Of the five references in the N.T. to the word “jealous”, there is one I wish to draw your attention to. It is in the epistle to the Corinthians which reminds us of Paul’s strong and pointed ministry to this church. He had invested his life in them and suffered unjust criticism, misunderstanding, and false accusations. Despite all that, he still loved them intensely and never gave up on them. He took on the responsibility of their spiritual growth. He worked with them that they might put off their pride and lack of moral back-bone and become mature in Christ.
“I wish you would bear with me in a little foolishness. Do bear with me! For I feel a divine jealousy for you, since I betrothed you to one husband, to present you as a pure virgin to Christ” (2 Corinthians 11:1–2). Paul says that he has “divine (godly) jealousy” for their spiritual growth and protection from deception. It was not self-serving, self-motivated jealousy. His purpose in nurturing this church was for one thing -- that they should be the bride of Christ -- for nothing and for no one else.
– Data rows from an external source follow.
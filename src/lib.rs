//! # cowdb - Embedded Copy-On-Write B-Tree Store
//!
//! cowdb is an embedded, single-writer, copy-on-write ordered key–value
//! store over a directory of block-partitioned files. Keys and values are
//! opaque byte sequences of a fixed, per-tree size; ordering comes from
//! pluggable row traits. The interface is cursor-style: seek, next, prev,
//! get, insert, update, upsert, remove.
//!
//! ## Quick Start
//!
//! ```no_run
//! use cowdb::{BlockAllocator, BTree, FarPtr, FileCache, RowTraits};
//!
//! # fn main() -> cowdb::Result<()> {
//! let mut cache = FileCache::new("./repo");
//! let tx = BlockAllocator::new(&mut cache).create_transaction()?;
//!
//! let traits = RowTraits::fixed(8, 24)?;
//! let mut tree = BTree::new(&mut cache, FarPtr::NULL, traits)?;
//!
//! let mut entry = vec![0u8; 32];
//! entry[..5].copy_from_slice(b"hello");
//! entry[8..13].copy_from_slice(b"world");
//! let cursor = tree.upsert(tx, &entry)?;
//!
//! assert_eq!(tree.get_entry(&cursor)?, entry);
//! # Ok(())
//! # }
//! ```
//!
//! ## Architecture
//!
//! ```text
//! ┌─────────────────────────────────────────┐
//! │        Cursor API (BTree, Cursor)        │
//! ├─────────────────────────────────────────┤
//! │   Row Traits (projection, comparison)    │
//! ├──────────────────────┬──────────────────┤
//! │   B-Tree Nodes       │   Heap (256 B    │
//! │   (4 KiB blocks)     │   slot freelist) │
//! ├──────────────────────┴──────────────────┤
//! │  Block Allocator (transaction stamping)  │
//! ├─────────────────────────────────────────┤
//! │  File/Block Cache (LRU, write-through)   │
//! ├─────────────────────────────────────────┤
//! │        file_<N>.bin on local disk        │
//! └─────────────────────────────────────────┘
//! ```
//!
//! ## Transactions And Snapshots
//!
//! A transaction is a monotonically increasing number minted by the
//! allocator. Blocks are stamped with the transaction that wrote them, and a
//! writer only mutates blocks carrying its own stamp; anything older is
//! copied to fresh blocks. Root pointers captured before a mutation
//! therefore keep reading their old version:
//!
//! ```text
//! let old_root = tree.root();       // snapshot
//! tree.upsert(new_tx, &entry)?;     // copies the path it rewrites
//! // old_root still resolves to the pre-mutation contents
//! ```
//!
//! ## Concurrency Model
//!
//! Single-threaded, synchronous, exactly one writer. Nothing in the crate
//! locks: the [`FileCache`] and [`BlockAllocator`] must not be shared across
//! threads without external synchronization. Readers of old snapshots are
//! safe in principle (old blocks are never rewritten) but still need their
//! own cache if they run concurrently.
//!
//! ## Module Overview
//!
//! - [`storage`]: far pointers, the file/block cache, the block allocator,
//!   the slot heap
//! - [`btree`]: nodes, cursors, and the copy-on-write tree
//! - [`rows`]: row traits binding opaque entries to keys, values and order
//! - [`io`]: the byte-iterator seam and big-endian codecs
//! - [`config`]: shared layout and resource constants
//! - `cli`: the interactive REPL harness behind the `cowdb` binary

pub mod btree;
pub mod cli;
pub mod config;
pub mod error;
pub mod io;
pub mod rows;
pub mod storage;

pub use btree::{BTree, Cursor};
pub use error::{Error, Result};
pub use rows::{RowTraits, RowTraitsBuilder};
pub use storage::{BlockAllocator, FarPtr, FileCache, Heap};
//! Byte cursor over a file region, served by the block cache.

use crate::error::Result;
use crate::io::ByteIter;
use crate::storage::FileCache;

/// Cursor over `(file_id, offset)` that reads and writes through a
/// [`FileCache`]. Borrowing the cache exclusively for the iterator's
/// lifetime keeps block-cache bookkeeping single-threaded by construction.
///
/// Reads past end-of-file return zero bytes; `has_next` is the end-of-data
/// signal, mirroring the cache's "absent reads as empty" convention.
#[derive(Debug)]
pub struct FileIter<'a> {
    cache: &'a mut FileCache,
    file_id: u64,
    offset: u64,
}

impl<'a> FileIter<'a> {
    pub fn new(cache: &'a mut FileCache, file_id: u64, offset: u64) -> Self {
        Self {
            cache,
            file_id,
            offset,
        }
    }

    pub fn offset(&self) -> u64 {
        self.offset
    }

    /// Bulk read from the current position.
    pub fn read_bytes(&mut self, buf: &mut [u8]) -> Result<()> {
        self.cache.read_bytes(self.file_id, self.offset, buf)?;
        self.offset += buf.len() as u64;
        Ok(())
    }

    /// Bulk write at the current position.
    pub fn write_bytes(&mut self, buf: &[u8]) -> Result<()> {
        self.cache.write_bytes(self.file_id, self.offset, buf)?;
        self.offset += buf.len() as u64;
        Ok(())
    }
}

impl ByteIter for FileIter<'_> {
    fn read(&mut self) -> Result<u8> {
        let byte = self.cache.read(self.file_id, self.offset)?;
        self.offset += 1;
        Ok(byte)
    }

    fn write(&mut self, byte: u8) -> Result<()> {
        self.cache.write(self.file_id, self.offset, byte)?;
        self.offset += 1;
        Ok(())
    }

    fn has_next(&mut self) -> bool {
        match self.cache.get_file_size(self.file_id) {
            Ok(size) => self.offset < size,
            Err(_) => false,
        }
    }
}

#[cfg(test)]
mod tests {
    use super::*;
    use crate::io::{read_u32, write_u32};
    use tempfile::tempdir;

    #[test]
    fn write_then_read_through_iterator() {
        let dir = tempdir().unwrap();
        let mut cache = FileCache::new(dir.path());

        let mut it = FileIter::new(&mut cache, 3, 0);
        write_u32(&mut it, 0xCAFE_F00D).unwrap();

        let mut it = FileIter::new(&mut cache, 3, 0);
        assert_eq!(read_u32(&mut it).unwrap(), 0xCAFE_F00D);
    }

    #[test]
    fn has_next_false_for_missing_file() {
        let dir = tempdir().unwrap();
        let mut cache = FileCache::new(dir.path());

        let mut it = FileIter::new(&mut cache, 42, 0);
        assert!(!it.has_next());
    }

    #[test]
    fn has_next_tracks_file_size() {
        let dir = tempdir().unwrap();
        let mut cache = FileCache::new(dir.path());
        cache.write(1, 0, 0xAA).unwrap();

        let mut it = FileIter::new(&mut cache, 1, 0);
        assert!(it.has_next());
        it.read().unwrap();
        assert!(!it.has_next());
    }

    #[test]
    fn bulk_roundtrip_advances_offset() {
        let dir = tempdir().unwrap();
        let mut cache = FileCache::new(dir.path());

        let mut it = FileIter::new(&mut cache, 1, 8);
        it.write_bytes(b"abcdef").unwrap();
        assert_eq!(it.offset(), 14);

        let mut back = [0u8; 6];
        let mut it = FileIter::new(&mut cache, 1, 8);
        it.read_bytes(&mut back).unwrap();
        assert_eq!(&back, b"abcdef");
    }
}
This kind of concern for the spiritual maturity of those we serve and fellowship with needs to be much more real and intense as we disciple others. As with the Corinthians, there are forces at work in our churches that work against maturity or derail their growth by human programs and outright false teaching. Paul is very specific about why he carried this concern; “But I am afraid that as the serpent deceived Eve by his cunning, your thoughts will be led astray from a sincere and pure devotion to Christ” (11:3). Is this our concern for others? The issue is not denominational forms or tradition. It’s what belongs to Christ and brings Him glory and praise.